Marc Naimark's writing and interviews _____________________________________________________

Top Chef 12.5

Posted in Top Chef, Uncategorized by marcnaimark on 2014/11/15

tcCold open: Boring. Nothing to note. Katsuji annoys everyong. Aaron thinks that because his team won the “write a pleasing menu” challenge, he’s proven he’s a team player. But of course we say him whining and bitching in the kitchen. So many of the cheftestants didn’t seem to get what that challenge was about.


Guest judge is a chef who was a finalist for the James Beard Northeastern Division Junior Age Class Redhead Group Challenge Cup. He does have lots of tattoos. That’s not a good thing.

Challenge is to call out a competitor for a head-to-head challenge. It involves product placement so the less said the better.

Katie is making a baked bean out of pine nuts. That is not a bean. That is pine nuts. She adds that she isn’t at Top Chef to “play it simple and safe”. Katie made broccoli salad for her first challenge. Katie is full of shit.

Aaron says about his brother: “Every time him and I get together…”. Aaron is likely also capable of saying: “…our father gave him and I a thrashing”. I know I’m itchin’ to give him a thrashin’.

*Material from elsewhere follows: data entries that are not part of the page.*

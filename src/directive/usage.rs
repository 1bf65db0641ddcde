//! Usage definitions declare the arguments a directive accepts.
//!
//! A definition is an ordered list of named arguments, each with a
//! [`TokenKind`] and, optionally, a default. Arguments are bound
//! positionally, so optional arguments must come after every
//! required one. Binding converts the argument text for each
//! position into a typed [`Token`] and fills in defaults for any
//! trailing arguments which were omitted.

use super::token::{Token, TokenError, TokenKind};
use crate::units::{ByteSize, TimeDuration};

use thiserror::Error;

use std::fmt::{self, Display, Formatter};

/// The declared arguments of a directive.
#[derive(Debug, Clone, PartialEq, Eq)]
pub struct UsageDefinition {
  name: String,
  arguments: Vec<Argument>,
}

/// A single declared argument.
#[derive(Debug, Clone, PartialEq, Eq)]
pub struct Argument {
  name: String,
  kind: TokenKind,
  /// Text used in place of an omitted argument. Arguments without a
  /// default are required.
  default: Option<String>,
}

#[derive(Debug, Clone)]
pub struct UsageDefinitionBuilder {
  name: String,
  arguments: Vec<Argument>,
}

/// Arguments which have been bound against a [`UsageDefinition`], in
/// declaration order.
#[derive(Debug, Clone, PartialEq)]
pub struct Arguments {
  values: Vec<(String, Token)>,
}

#[derive(Debug, Clone, Error, PartialEq)]
#[non_exhaustive]
pub enum UsageError {
  #[error("{directive}: expected {min} to {max} argument(s), got {actual}")]
  WrongArity { directive: String, min: usize, max: usize, actual: usize },
  #[error("argument '{name}': {source}")]
  InvalidArgument { name: String, #[source] source: TokenError },
  #[error("no argument named '{0}'")]
  NoSuchArgument(String),
  #[error("argument '{name}' is {actual}, not {expected}")]
  WrongKind { name: String, expected: TokenKind, actual: TokenKind },
}

impl UsageDefinition {
  pub fn builder(name: impl Into<String>) -> UsageDefinitionBuilder {
    UsageDefinitionBuilder {
      name: name.into(),
      arguments: Vec::new(),
    }
  }

  pub fn name(&self) -> &str {
    &self.name
  }

  pub fn arguments(&self) -> &[Argument] {
    &self.arguments
  }

  /// The number of arguments without a default.
  pub fn required_count(&self) -> usize {
    self.arguments.iter().filter(|arg| arg.is_required()).count()
  }

  /// Binds positional argument text to this definition.
  pub fn bind(&self, args: Vec<String>) -> Result<Arguments, UsageError> {
    let min = self.required_count();
    let max = self.arguments.len();
    if args.len() < min || args.len() > max {
      return Err(UsageError::WrongArity {
        directive: self.name.clone(),
        min,
        max,
        actual: args.len(),
      });
    }

    let mut supplied = args.into_iter();
    let values = self.arguments.iter().map(|arg| -> Result<(String, Token), UsageError> {
      // Arity was checked above, and every argument past the
      // supplied ones is optional.
      let text = supplied.next().or_else(|| arg.default.clone()).unwrap_or_default();
      let token = Token::parse(arg.kind, &text).map_err(|source| {
        UsageError::InvalidArgument { name: arg.name.clone(), source }
      })?;
      Ok((arg.name.clone(), token))
    }).collect::<Result<Vec<_>, _>>()?;
    Ok(Arguments { values })
  }
}

impl UsageDefinitionBuilder {
  /// Declares a required argument.
  ///
  /// Panics if an optional argument has already been declared, since
  /// a required argument can never be bound after an optional one.
  pub fn define(mut self, name: impl Into<String>, kind: TokenKind) -> Self {
    assert!(
      self.arguments.iter().all(Argument::is_required),
      "required argument declared after an optional one",
    );
    self.arguments.push(Argument { name: name.into(), kind, default: None });
    self
  }

  /// Declares an optional argument with the given default text.
  pub fn define_optional(mut self, name: impl Into<String>, kind: TokenKind, default: impl Into<String>) -> Self {
    self.arguments.push(Argument { name: name.into(), kind, default: Some(default.into()) });
    self
  }

  pub fn build(self) -> UsageDefinition {
    UsageDefinition {
      name: self.name,
      arguments: self.arguments,
    }
  }
}

impl Argument {
  pub fn name(&self) -> &str {
    &self.name
  }

  pub fn kind(&self) -> TokenKind {
    self.kind
  }

  pub fn default(&self) -> Option<&str> {
    self.default.as_deref()
  }

  pub fn is_required(&self) -> bool {
    self.default.is_none()
  }
}

impl Arguments {
  pub fn get(&self, name: &str) -> Option<&Token> {
    self.values.iter().find(|(arg, _)| arg == name).map(|(_, token)| token)
  }

  fn require(&self, name: &str) -> Result<&Token, UsageError> {
    self.get(name).ok_or_else(|| UsageError::NoSuchArgument(name.to_owned()))
  }

  fn wrong_kind(name: &str, expected: TokenKind, actual: &Token) -> UsageError {
    UsageError::WrongKind { name: name.to_owned(), expected, actual: actual.kind() }
  }

  pub fn text(&self, name: &str) -> Result<&str, UsageError> {
    match self.require(name)? {
      Token::Text(text) => Ok(text),
      other => Err(Self::wrong_kind(name, TokenKind::Text, other)),
    }
  }

  pub fn column(&self, name: &str) -> Result<&str, UsageError> {
    match self.require(name)? {
      Token::Column(column) => Ok(column),
      other => Err(Self::wrong_kind(name, TokenKind::Column, other)),
    }
  }

  pub fn numeric(&self, name: &str) -> Result<f64, UsageError> {
    match self.require(name)? {
      Token::Numeric(n) => Ok(*n),
      other => Err(Self::wrong_kind(name, TokenKind::Numeric, other)),
    }
  }

  pub fn boolean(&self, name: &str) -> Result<bool, UsageError> {
    match self.require(name)? {
      Token::Boolean(b) => Ok(*b),
      other => Err(Self::wrong_kind(name, TokenKind::Boolean, other)),
    }
  }

  pub fn byte_size(&self, name: &str) -> Result<&ByteSize, UsageError> {
    match self.require(name)? {
      Token::ByteSize(size) => Ok(size),
      other => Err(Self::wrong_kind(name, TokenKind::ByteSize, other)),
    }
  }

  pub fn time_duration(&self, name: &str) -> Result<&TimeDuration, UsageError> {
    match self.require(name)? {
      Token::TimeDuration(duration) => Ok(duration),
      other => Err(Self::wrong_kind(name, TokenKind::TimeDuration, other)),
    }
  }

  pub fn iter(&self) -> impl Iterator<Item = (&str, &Token)> + '_ {
    self.values.iter().map(|(name, token)| (name.as_str(), token))
  }
}

/// Renders the definition in directive call form, for instance
/// `aggregate-stats :size_column 'size_unit' ['operation' = "total"]`.
impl Display for UsageDefinition {
  fn fmt(&self, f: &mut Formatter<'_>) -> fmt::Result {
    write!(f, "{}", self.name)?;
    for arg in &self.arguments {
      let placeholder = match arg.kind {
        TokenKind::Column => format!(":{}", arg.name),
        TokenKind::Text => format!("'{}'", arg.name),
        _ => format!("<{}>", arg.name),
      };
      match &arg.default {
        None => write!(f, " {}", placeholder)?,
        Some(default) => write!(f, " [{} = \"{}\"]", placeholder, default)?,
      }
    }
    Ok(())
  }
}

Katsuji has to smoke salmon. He says that when he thinks of smoke he thinks of fire. Katsuji may be on to something here.

Stacy’s made “spinach glass”. Tired of this shit.

Gregory is the winner among winners. Are you surprised?


It’s war! Quickfire winners vs Quickfire losers! War! Revolutionary war battles! It’s a pairing again, with points earned for the team. It’s war, so they have only two dollars a head at Whole Foods.

Aaron’s against Katie, as in that sudden-death QF when Aaron unfortunately didn’t die. He’s dissing Katie’s choice of making a dessert: “You don’t take cake to war”. You do, apparently take gazpacho, or the dish he’s making noodles and pork meatballs with  doshi broth, that well-known dish found in MREs. And of course, cake was essential to war.

Aaron’s doshi broth falls to the ground: “I don’t know how that possibly happened”. It didn’t possibly happened. It happened.

Tom says that wars always come down to the last battle. That sounds like a truism, but with examples like the Battle of New Orleans during the War of 1812, we know that there are battles that take place after the end of a war.

Aaron says: “If chocolate cake beats me today, I will shoot myself in the face.” We can only hope.

Hughnibrow describes Katie’s dessert as “pretty basic”. This is the description: “Imperial stout chocolate cake, smoked sour cream, pomegranate molasses macerated strawberries and basil pink peppercorn oil”. Basic. The judges come down on Aaron for this dessert slam. Katie wins, which makes me very happy.

They’ve been building up Katsuji as the “character”, so they can now dispense with Aaron. I’m saying Aaron’s out.

Tom tries to talk strategy and it’s dumb.

Aaron’s out. Good riddance. He says it’s a pleasure to “stand in the grace” of the judges. He’s the youngest. He didn’t go to culinary school. Blablabla. Fuck off.